Review and reception
The film was released on 8 October 1948, at the Novelty Theatre, Bombay. The film was reviewed by Baburao Patel in his December 1948 issue of the cine-magazine Filmindia who claimed it to be a "total washout" calling it an "idiotic and boring picture". The production values were stated to be poor with dialogue delivery of the actors especially Nusrat being pitiable. The film's music, which turned out to be the main reason for the film's success, was critiqued by Patel as "The music in this picture is just damn unattractive and Naushad seems to have become a spent force. What else can one expect from a man who works in half-a-dozen pictures simultaneously?". He ended with, "It has neither music nor entertainment and it is terrifically boring. It is a grave risk for the exhibitor to book this picture on a minimum guarantee".

Music
The film was a big musical hit which catapulted the music director Naushad to great heights, and promoted the career of Shakeel Badayuni, who wrote the lyrics of the hit songs. Dard had music composed by Naushad. According to Bharatan, Naushad was accorded recognition for "Urdu-oriented classicality" in his music composition for Shahjehan (1946) and Dard by Indian Film Journalists' Association, Mysore with a Special Award in 1948.

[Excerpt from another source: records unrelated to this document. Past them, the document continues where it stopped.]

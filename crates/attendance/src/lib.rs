//! Attendance commit path: turns a validated assertion into a presence
//! update against the shared store.
//!
//! The host consults an independently-established check-in session for the
//! asserted (study, meeting) before mutating anything; the client's bare
//! identity triple is all that travels on the wire. The presence update is
//! idempotent: re-sending the same assertion never double-counts.

use async_trait::async_trait;
use log::{info, warn};
use thiserror::Error;

use moim_protocol::AttendanceAssertion;
use moim_proximity::AssertionSink;
use moim_store::{paths, CheckinSession, DocumentStore, PresenceRecord, StoreError};

/// エラー型
#[derive(Debug, Error)]
pub enum AttendanceError {
    #[error("Store error: {0}")]
    Store(#[from] StoreError),
}

/// Why an assertion was rejected without any mutation.
#[derive(Debug, Clone, Copy, PartialEq, Eq)]
pub enum RejectReason {
    /// No open check-in session exists for the asserted study/meeting.
    CodeMismatch,
}

/// Outcome of one commit attempt.
#[derive(Debug, Clone, Copy, PartialEq, Eq)]
pub enum CommitResult {
    /// Presence was recorded and both counters advanced by one.
    Committed,
    /// The member was already marked present; nothing changed.
    AlreadyPresent,
    /// The assertion was rejected; nothing changed.
    Rejected(RejectReason),
}

/// Commits validated assertions to the member's presence record.
#[derive(Clone)]
pub struct AttendanceCommit {
    store: DocumentStore,
}

impl AttendanceCommit {
    pub fn new(store: DocumentStore) -> Self {
        Self { store }
    }

    /// Validate and commit one assertion.
    ///
    /// On a valid open session, one store transaction marks the member
    /// present and advances `currentCount`/`totalCount` — unless the member
    /// is already present, in which case the counters are left untouched.
    /// Store write conflicts are absorbed by the store's own transaction
    /// retry and never surface here.
    pub async fn commit(
        &self,
        assertion: &AttendanceAssertion,
    ) -> Result<CommitResult, AttendanceError> {
        let session_path = paths::session(&assertion.study_id, &assertion.meeting_id);
        let session: Option<CheckinSession> = self.store.get_as(&session_path).await?;
        match session {
            Some(session) if session.open => {}
            _ => return Ok(CommitResult::Rejected(RejectReason::CodeMismatch)),
        }

        let member_path = paths::member(&assertion.study_id, &assertion.user_id);
        let outcome = self
            .store
            .run_transaction(|tx| {
                let mut record: PresenceRecord =
                    tx.get_as(&member_path)?.unwrap_or_default();
                if record.is_present {
                    return Ok(CommitResult::AlreadyPresent);
                }
                record.is_present = true;
                record.current_count += 1;
                record.total_count += 1;
                tx.set(&member_path, &record)?;
                Ok(CommitResult::Committed)
            })
            .await?;
        Ok(outcome)
    }
}

#[async_trait]
impl AssertionSink for AttendanceCommit {
    async fn dispatch(&self, assertion: AttendanceAssertion) -> anyhow::Result<()> {
        match self.commit(&assertion).await? {
            CommitResult::Committed => info!(
                "attendance committed: study={} meeting={} user={}",
                assertion.study_id, assertion.meeting_id, assertion.user_id
            ),
            CommitResult::AlreadyPresent => info!(
                "attendance already recorded: study={} user={}",
                assertion.study_id, assertion.user_id
            ),
            CommitResult::Rejected(reason) => warn!(
                "attendance rejected ({:?}): study={} meeting={} user={}",
                reason, assertion.study_id, assertion.meeting_id, assertion.user_id
            ),
        }
        Ok(())
    }
}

Suraiya "dominated" the film with "soulful" rendition of her songs like "Beech Bhanwar Mein Aan Phansa Hai" in Raga Darbari, "Dil Dhadke Aankh Meri Phadke" and "Hum thay Tumhare Tum Thay Humare". All of her songs became a "hit" with the audiences. Suraiya's duet with Uma Devi, "Betaab Hai Dil" is counted as one of her top twenty songs.

Shamshad Begum had become extremely popular in the three years following Anmol Ghadi (1946), singing under Naushad's direction. One of her popular songs for Naushad from Dard was "Hum Dard Ka Afsana". Her other popular song from the film was "Yeh Afsana Nahin Zalim".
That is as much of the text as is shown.